SQL |
As mentioned earlier, SQL is an implementation of Ed Codd's relational set operators:
1. SELECT [formerly known as RESTRICT] 2. PROJECT 3. JOIN 4. PRODUCT 5. UNION 6. INTERSECT 7. DIFFERENCE 8. DIVIDE
Interestingly, Ed's ideas were ignored by IBM, his employer. Only after Oracle debuted (with SQL support right off the bat!) did IBM create DB2, its first relational DB.

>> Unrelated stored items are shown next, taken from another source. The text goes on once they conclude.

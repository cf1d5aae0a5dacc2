use crate::entity::{ComponentId, EntityId};
use crate::error::{Result, StoreError};
use crate::HashMap;
use index_pool::IndexPool;
use std::alloc::{self, Layout};
use std::ptr::{self, NonNull};
use std::slice;

/// A zero-initialised, manually managed byte buffer holding `capacity` instances of one
/// component layout.
struct ColumnBuffer {
    ptr: NonNull<u8>,
    capacity: usize,
    item_size: usize,
    item_align: usize,
}

// The buffer only owns plain bytes.
unsafe impl Send for ColumnBuffer {}
unsafe impl Sync for ColumnBuffer {}

impl ColumnBuffer {
    fn new(item_size: usize, item_align: usize) -> Self {
        ColumnBuffer {
            ptr: Self::dangling(item_align),
            capacity: 0,
            item_size,
            item_align,
        }
    }

    /// An aligned, non-null pointer used while nothing is allocated.
    fn dangling(align: usize) -> NonNull<u8> {
        NonNull::new(align as *mut u8).unwrap_or(NonNull::dangling())
    }

    fn is_allocated(&self) -> bool {
        self.item_size != 0 && self.capacity != 0
    }

    fn grow_to(&mut self, new_capacity: usize) -> Result<()> {
        if new_capacity <= self.capacity {
            return Ok(());
        }
        if self.item_size == 0 {
            self.capacity = new_capacity;
            return Ok(());
        }

        let bytes = self
            .item_size
            .checked_mul(new_capacity)
            .ok_or(StoreError::OutOfMemory { bytes: usize::MAX })?;
        let new_layout = Layout::from_size_align(bytes, self.item_align)
            .map_err(|_| StoreError::OutOfMemory { bytes })?;

        // Safety: `new_layout` has a non-zero size.
        let new_ptr = unsafe { alloc::alloc_zeroed(new_layout) };
        let new_ptr = NonNull::new(new_ptr).ok_or(StoreError::OutOfMemory { bytes })?;

        if self.is_allocated() {
            // Safety: the old allocation is `item_size * capacity` bytes long,
            // the new one is strictly larger, and the two do not overlap.
            unsafe {
                let old_bytes = self.item_size * self.capacity;
                ptr::copy_nonoverlapping(self.ptr.as_ptr(), new_ptr.as_ptr(), old_bytes);
                alloc::dealloc(
                    self.ptr.as_ptr(),
                    Layout::from_size_align_unchecked(old_bytes, self.item_align),
                );
            }
        }

        self.ptr = new_ptr;
        self.capacity = new_capacity;
        Ok(())
    }

    /// Returns a pointer to the start of `slot`. `slot` must be below `capacity`.
    #[inline]
    fn slot_ptr(&self, slot: usize) -> NonNull<u8> {
        debug_assert!(slot < self.capacity);
        // Safety: `slot < capacity`, so the offset stays inside the allocation
        // (or is zero for zero-sized items).
        unsafe { NonNull::new_unchecked(self.ptr.as_ptr().add(slot * self.item_size)) }
    }
}

impl Drop for ColumnBuffer {
    fn drop(&mut self) {
        if self.is_allocated() {
            // Safety: the layout is the one the buffer was allocated with.
            unsafe {
                alloc::dealloc(
                    self.ptr.as_ptr(),
                    Layout::from_size_align_unchecked(
                        self.item_size * self.capacity,
                        self.item_align,
                    ),
                );
            }
        }
    }
}

/// Dense storage of all instances of one component type.
///
/// Every entity holding the component owns exactly one slot. Slots vacated by
/// [`detach`](Column::detach) go back into a pool and are handed out again before the
/// buffer grows; other entities' slots never move.
pub struct Column {
    id: ComponentId,
    buffer: ColumnBuffer,
    slots: HashMap<EntityId, usize>,
    free_slots: IndexPool,
    high_water: usize,
    capacity_limit: usize,
    min_capacity: usize,
}

impl Column {
    pub(crate) fn new(
        id: ComponentId,
        size: usize,
        align: usize,
        capacity_limit: usize,
        min_capacity: usize,
    ) -> Self {
        Column {
            id,
            buffer: ColumnBuffer::new(size, align),
            slots: Default::default(),
            free_slots: IndexPool::new(),
            high_water: 0,
            capacity_limit,
            min_capacity,
        }
    }

    /// Size in bytes of one instance.
    pub fn item_size(&self) -> usize {
        self.buffer.item_size
    }

    /// Alignment in bytes of one instance.
    pub fn item_align(&self) -> usize {
        self.buffer.item_align
    }

    /// Returns the number of live instances.
    pub fn len(&self) -> usize {
        self.slots.len()
    }

    pub fn is_empty(&self) -> bool {
        self.slots.is_empty()
    }

    /// Returns the number of slots ever handed out, live or free.
    pub fn slot_count(&self) -> usize {
        self.high_water
    }

    /// Returns the number of vacated slots waiting for reuse.
    pub fn free_count(&self) -> usize {
        self.high_water - self.slots.len()
    }

    /// Returns the number of instances the buffer can hold without growing.
    pub fn capacity(&self) -> usize {
        self.buffer.capacity
    }

    /// Returns the slot of `entity`, if it holds this component.
    pub fn slot(&self, entity: EntityId) -> Option<usize> {
        self.slots.get(&entity).copied()
    }

    pub fn contains(&self, entity: EntityId) -> bool {
        self.slots.contains_key(&entity)
    }

    /// Makes sure the next [`attach`](Self::attach) cannot fail.
    pub(crate) fn reserve_one(&mut self) -> Result<()> {
        if self.free_count() > 0 || self.high_water < self.buffer.capacity {
            return Ok(());
        }
        if self.high_water >= self.capacity_limit {
            log::warn!(
                "{} reached its capacity of {} instances",
                self.id,
                self.capacity_limit
            );
            return Err(StoreError::ComponentCapacity {
                id: self.id,
                capacity: self.capacity_limit,
            });
        }

        let new_capacity = (self.buffer.capacity * 2)
            .max(self.min_capacity)
            .min(self.capacity_limit);
        self.buffer.grow_to(new_capacity)?;

        log::trace!("{} grew to {} instances", self.id, new_capacity);
        Ok(())
    }

    /// Allocates a zeroed slot for `entity`. Returns `false` if the entity already had one.
    pub(crate) fn attach(&mut self, entity: EntityId) -> Result<bool> {
        if self.slots.contains_key(&entity) {
            return Ok(false);
        }
        self.reserve_one()?;

        let slot = self.free_slots.new_id();
        debug_assert!(slot < self.buffer.capacity);

        if slot >= self.high_water {
            self.high_water = slot + 1;
        } else {
            self.zero_slot(slot);
        }
        self.slots.insert(entity, slot);

        Ok(true)
    }

    /// Releases the slot of `entity`. Returns `false` if the entity had none.
    pub(crate) fn detach(&mut self, entity: EntityId) -> bool {
        let Some(slot) = self.slots.remove(&entity) else {
            return false;
        };
        let returned = self.free_slots.return_id(slot);
        debug_assert!(returned.is_ok(), "slot {slot} was freed twice");
        true
    }

    /// Returns a read/write pointer to the instance held by `entity`.
    ///
    /// The pointer is valid until the column grows, which can only happen through
    /// a mutable store operation.
    pub fn data_ptr(&self, entity: EntityId) -> Option<NonNull<u8>> {
        self.slot(entity).map(|slot| self.buffer.slot_ptr(slot))
    }

    /// Returns the bytes of the instance held by `entity`.
    pub fn bytes(&self, entity: EntityId) -> Option<&[u8]> {
        let ptr = self.data_ptr(entity)?;
        // Safety: the slot is live and spans `item_size` bytes inside the buffer.
        unsafe { Some(slice::from_raw_parts(ptr.as_ptr(), self.buffer.item_size)) }
    }

    /// Returns the bytes of the instance held by `entity` for writing.
    pub fn bytes_mut(&mut self, entity: EntityId) -> Option<&mut [u8]> {
        let ptr = self.data_ptr(entity)?;
        // Safety: as in `bytes`, and `&mut self` guarantees uniqueness.
        unsafe { Some(slice::from_raw_parts_mut(ptr.as_ptr(), self.buffer.item_size)) }
    }

    /// Overwrites the instance held by `entity`.
    /// Returns `false` if the entity does not hold this component.
    pub(crate) fn set(&mut self, entity: EntityId, data: &[u8]) -> Result<bool> {
        if data.len() != self.buffer.item_size {
            return Err(StoreError::SizeMismatch {
                id: self.id,
                expected: self.buffer.item_size,
                actual: data.len(),
            });
        }
        match self.bytes_mut(entity) {
            Some(dst) => {
                dst.copy_from_slice(data);
                Ok(true)
            }
            None => Ok(false),
        }
    }

    /// Fills the instance held by `entity` with zeros.
    /// Returns `false` if the entity does not hold this component.
    pub(crate) fn zero(&mut self, entity: EntityId) -> bool {
        match self.slot(entity) {
            Some(slot) => {
                self.zero_slot(slot);
                true
            }
            None => false,
        }
    }

    fn zero_slot(&mut self, slot: usize) {
        let ptr = self.buffer.slot_ptr(slot);
        // Safety: the slot lies inside the buffer.
        unsafe { ptr::write_bytes(ptr.as_ptr(), 0, self.buffer.item_size) };
    }

    /// Returns an iterator over the entities holding this component and their slots.
    pub fn iter(&self) -> impl Iterator<Item = (EntityId, usize)> + '_ {
        self.slots.iter().map(|(entity, slot)| (*entity, *slot))
    }
}

#[cfg(test)]
mod tests {
    use super::*;

    fn column(size: usize, align: usize) -> Column {
        Column::new(ComponentId(1), size, align, 1 << 16, 4)
    }

    #[test]
    fn attach_detach_round_trip() {
        let mut col = column(8, 4);
        let e = EntityId(1);

        assert!(col.attach(e).unwrap());
        assert!(col.data_ptr(e).is_some());
        assert_eq!(col.bytes(e).unwrap(), &[0u8; 8]);

        assert!(col.detach(e));
        assert!(col.data_ptr(e).is_none());
        assert!(!col.detach(e));
    }

    #[test]
    fn attach_is_idempotent() {
        let mut col = column(4, 4);
        let e = EntityId(7);

        assert!(col.attach(e).unwrap());
        col.set(e, &[1, 2, 3, 4]).unwrap();
        assert!(!col.attach(e).unwrap());

        assert_eq!(col.len(), 1);
        assert_eq!(col.slot_count(), 1);
        assert_eq!(col.bytes(e).unwrap(), &[1, 2, 3, 4]);
    }

    #[test]
    fn reuses_free_slots_before_growing() {
        let mut col = column(4, 4);
        for raw in 1..=4 {
            col.attach(EntityId(raw)).unwrap();
        }
        assert_eq!(col.capacity(), 4);
        let freed = col.slot(EntityId(2)).unwrap();

        col.set(EntityId(2), &[9; 4]).unwrap();
        col.detach(EntityId(2));
        assert_eq!(col.free_count(), 1);

        col.attach(EntityId(5)).unwrap();
        assert_eq!(col.slot(EntityId(5)), Some(freed));
        assert_eq!(col.slot_count(), 4);
        assert_eq!(col.capacity(), 4);
        // Reused slots start out zeroed.
        assert_eq!(col.bytes(EntityId(5)).unwrap(), &[0; 4]);

        col.attach(EntityId(6)).unwrap();
        assert_eq!(col.capacity(), 8);
        assert_eq!(col.slot_count(), 5);
    }

    #[test]
    fn growth_preserves_data() {
        let mut col = column(8, 8);
        for raw in 1..=100u64 {
            let e = EntityId(raw);
            col.attach(e).unwrap();
            col.set(e, &raw.to_ne_bytes()).unwrap();
        }
        for raw in 1..=100u64 {
            assert_eq!(col.bytes(EntityId(raw)).unwrap(), &raw.to_ne_bytes());
            let ptr = col.data_ptr(EntityId(raw)).unwrap();
            assert_eq!(ptr.as_ptr() as usize % 8, 0);
        }
    }

    #[test]
    fn detach_moves_no_other_slot() {
        let mut col = column(2, 1);
        for raw in 1..=3 {
            col.attach(EntityId(raw)).unwrap();
        }
        let before = col.slot(EntityId(3));
        col.detach(EntityId(1));
        assert_eq!(col.slot(EntityId(3)), before);
    }

    #[test]
    fn enforces_capacity_limit() {
        let mut col = Column::new(ComponentId(3), 4, 4, 2, 1);
        col.attach(EntityId(1)).unwrap();
        col.attach(EntityId(2)).unwrap();
        assert_eq!(
            col.attach(EntityId(3)),
            Err(StoreError::ComponentCapacity {
                id: ComponentId(3),
                capacity: 2
            })
        );
        assert!(!col.contains(EntityId(3)));

        col.detach(EntityId(1));
        assert!(col.attach(EntityId(3)).unwrap());
    }

    #[test]
    fn zero_sized_instances_still_take_slots() {
        let mut col = column(0, 1);
        assert!(col.attach(EntityId(1)).unwrap());
        assert!(col.attach(EntityId(2)).unwrap());
        assert_eq!(col.len(), 2);
        assert_eq!(col.bytes(EntityId(1)).unwrap(), &[] as &[u8]);
        assert!(col.zero(EntityId(2)));
    }

    #[test]
    fn set_checks_length_and_presence() {
        let mut col = column(4, 4);
        col.attach(EntityId(1)).unwrap();

        assert!(matches!(
            col.set(EntityId(1), &[0; 3]),
            Err(StoreError::SizeMismatch { expected: 4, actual: 3, .. })
        ));
        assert_eq!(col.set(EntityId(2), &[0; 4]), Ok(false));
        assert!(!col.zero(EntityId(2)));
    }
}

char vs VARCHAR (reserved for future use by SQL - so don't use!) vs VARCHAR2 [versus NVARCHAR2 (for Unicode)]: http://www.orafaq.com/faq/what_is_the_difference_between_varchar_varchar2_and_char_data_types
Plus: ON UPDATE CASCADE and ON DELETE CASCADE - both affect [change] a secondary table (that has an FK), when a change is made in the primary table (with the corresponding PK). ON UPDATE will update the values in the secondary table when corresp. values in the primary table are changed; ON DELETE will delete rows in the secondary table, when linked rows are deleted in the primary table.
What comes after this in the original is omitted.